New VST Levels Let You Further Optimize Flash Use for Performance and Cost
Virtual Storage Tiering (VST) is the NetApp approach to automated storage tiering (AST). AST technologies help data centers benefit from the improved performance of Flash-based media while minimizing the cost and complexity. Flash-based devices such as solid-state disks (SSDs) and controller-based Flash can complete 25 to 100 times more random read operations per second than the fastest hard disk drives (HDDs), but that performance comes at a premium of 15 to 20 times higher cost per gigabyte.
Rather than permanently placing an entire dataset on expensive Flash media, VST automatically identifies and stores hot data blocks in Flash while storing cold data on slower, lower-cost media. NetApp has put a lot of time and energy into understanding the challenges that AST must address in order to architect an optimal solution.
With two recent product additions to VST, NetApp now offers end-to-end Flash options spanning from the client application through the disk subsystem.

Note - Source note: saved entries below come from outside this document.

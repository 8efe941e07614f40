//! Risk assessment flow: warm-up probe, then prediction.

use heartscope_common::{HealthStatus, PredictionInput, RiskReport};

use crate::error::{OutcomeError, Result};
use crate::gateway::PredictionService;

/// Run a full assessment against `service`.
///
/// The health probe is issued first so a sleeping backend starts waking up;
/// its outcome is logged and otherwise ignored. Prediction failures are
/// returned unchanged.
pub async fn assess<S>(service: &S, input: PredictionInput) -> Result<RiskReport>
where
    S: PredictionService + ?Sized,
{
    match service.health().await {
        HealthStatus::Ok { .. } => tracing::debug!("Prediction service is awake"),
        HealthStatus::Error { message } => {
            tracing::warn!("Warm-up probe failed, continuing with prediction: {}", message)
        }
    }

    let result = service.predict(&input).await?;

    let risk_percentage = result.risk_percentage().map_err(|e| {
        OutcomeError::unknown(format!(
            "Invalid risk_percentage {:?}: {}",
            result.risk_percentage, e
        ))
    })?;

    // Percentages must be finite and within 0..=100 ("NaN" and "inf" parse as f64).
    if !risk_percentage.is_finite() || !(0.0..=100.0).contains(&risk_percentage) {
        return Err(OutcomeError::unknown(format!(
            "Invalid risk_percentage {:?}: outside 0..=100",
            result.risk_percentage
        )));
    }

    let report = RiskReport::new(input, result, risk_percentage);

    tracing::info!(
        report_id = %report.id,
        risk_percentage = report.risk_percentage,
        level = %report.level,
        "Assessment complete"
    );

    Ok(report)
}

#[cfg(test)]
mod tests {
    use super::*;
    use async_trait::async_trait;
    use heartscope_common::{PredictionResult, RiskLevel, RiskPercentage};
    use std::sync::atomic::{AtomicUsize, Ordering};

    struct FakeService {
        health: HealthStatus,
        predict: Result<PredictionResult>,
        health_calls: AtomicUsize,
        predict_calls: AtomicUsize,
    }

    impl FakeService {
        fn new(health: HealthStatus, predict: Result<PredictionResult>) -> Self {
            Self {
                health,
                predict,
                health_calls: AtomicUsize::new(0),
                predict_calls: AtomicUsize::new(0),
            }
        }
    }

    #[async_trait]
    impl PredictionService for FakeService {
        async fn health(&self) -> HealthStatus {
            self.health_calls.fetch_add(1, Ordering::SeqCst);
            self.health.clone()
        }

        async fn predict(&self, _input: &PredictionInput) -> Result<PredictionResult> {
            self.predict_calls.fetch_add(1, Ordering::SeqCst);
            self.predict.clone()
        }
    }

    fn ok_health() -> HealthStatus {
        HealthStatus::Ok {
            data: serde_json::Value::Null,
        }
    }

    fn result(pct: RiskPercentage) -> PredictionResult {
        PredictionResult {
            risk_percentage: pct,
            extra: serde_json::Map::new(),
        }
    }

    #[tokio::test]
    async fn test_assess_builds_report() {
        let service = FakeService::new(ok_health(), Ok(result(RiskPercentage::Text("81.4".into()))));

        let report = assess(&service, PredictionInput::default()).await.unwrap();

        assert_eq!(report.risk_percentage, 81.4);
        assert_eq!(report.level, RiskLevel::Critical);
        assert!(report.clinical_action_advised);
        assert_eq!(service.health_calls.load(Ordering::SeqCst), 1);
        assert_eq!(service.predict_calls.load(Ordering::SeqCst), 1);
    }

    #[tokio::test]
    async fn test_failed_warm_up_does_not_abort() {
        let service = FakeService::new(
            HealthStatus::Error {
                message: "Unable to connect to the prediction server".to_string(),
            },
            Ok(result(RiskPercentage::Number(12.0))),
        );

        let report = assess(&service, PredictionInput::default()).await.unwrap();
        assert_eq!(report.level, RiskLevel::Optimal);
        assert_eq!(service.predict_calls.load(Ordering::SeqCst), 1);
    }

    #[tokio::test]
    async fn test_prediction_error_propagates_unchanged() {
        let service = FakeService::new(ok_health(), Err(OutcomeError::Timeout));

        let err = assess(&service, PredictionInput::default()).await.unwrap_err();
        assert_eq!(err, OutcomeError::Timeout);
    }

    #[tokio::test]
    async fn test_unparseable_percentage_is_unknown_error() {
        let service = FakeService::new(ok_health(), Ok(result(RiskPercentage::Text("high".into()))));

        let err = assess(&service, PredictionInput::default()).await.unwrap_err();
        assert_eq!(err.kind(), "unknown_error");
        assert!(err.to_string().contains("Invalid risk_percentage"));
    }

    #[tokio::test]
    async fn test_out_of_range_percentage_is_unknown_error() {
        let cases = [
            RiskPercentage::Text("NaN".into()),
            RiskPercentage::Text("inf".into()),
            RiskPercentage::Number(-1.0),
            RiskPercentage::Number(150.0),
            RiskPercentage::Text("100.5".into()),
        ];

        for pct in cases {
            let service = FakeService::new(ok_health(), Ok(result(pct.clone())));

            let err = assess(&service, PredictionInput::default()).await.unwrap_err();
            assert_eq!(err.kind(), "unknown_error", "accepted {:?}", pct);
            assert!(err.to_string().contains("outside 0..=100"));
        }
    }

    #[tokio::test]
    async fn test_boundary_percentages_are_accepted() {
        for (pct, level) in [(0.0, RiskLevel::Optimal), (100.0, RiskLevel::Critical)] {
            let service = FakeService::new(ok_health(), Ok(result(RiskPercentage::Number(pct))));

            let report = assess(&service, PredictionInput::default()).await.unwrap();
            assert_eq!(report.level, level);
        }
    }

    #[tokio::test]
    async fn test_assess_through_trait_object() {
        let service: Box<dyn PredictionService> =
            Box::new(FakeService::new(ok_health(), Ok(result(RiskPercentage::Number(30.0)))));

        let report = assess(service.as_ref(), PredictionInput::default()).await.unwrap();
        assert_eq!(report.level, RiskLevel::Moderate);
    }
}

All three levels continue to offer the full advantages of VST, including:
This article describes the disk subsystem–level and server-level VST options using NetApp Flash Pool and Flash Accel technology and provides general guidelines on when and where to deploy each of the three levels. If you’re not already familiar with Flash Cache, check out the original Flash Cache article for details .
Figure 1) NetApp Virtual Storage Tier now operates at different levels within your infrastructure, allowing you to better optimize your use of Flash.
A NetApp Flash Pool works at the level of the NetApp aggregate. (An aggregate is a collection of RAID groups.) A Flash Pool is created simply by adding a RAID group composed of solid-state disks (SSDs) to an existing 64-bit aggregate, creating a hybrid disk array that gets the best from both technologies. The SSDs are used to store random reads and repetitive random writes (overwrites) for the volumes within the aggregate, off-loading this work from hard disk drives (HDDs). As a result you can achieve the same level of performance (with better overall latency) using fewer disk spindles or using capacity-oriented disks rather than performance-oriented disks. Flash Pool gives you the latency and throughput advantages of SSD and the mass storage capacity of HDD.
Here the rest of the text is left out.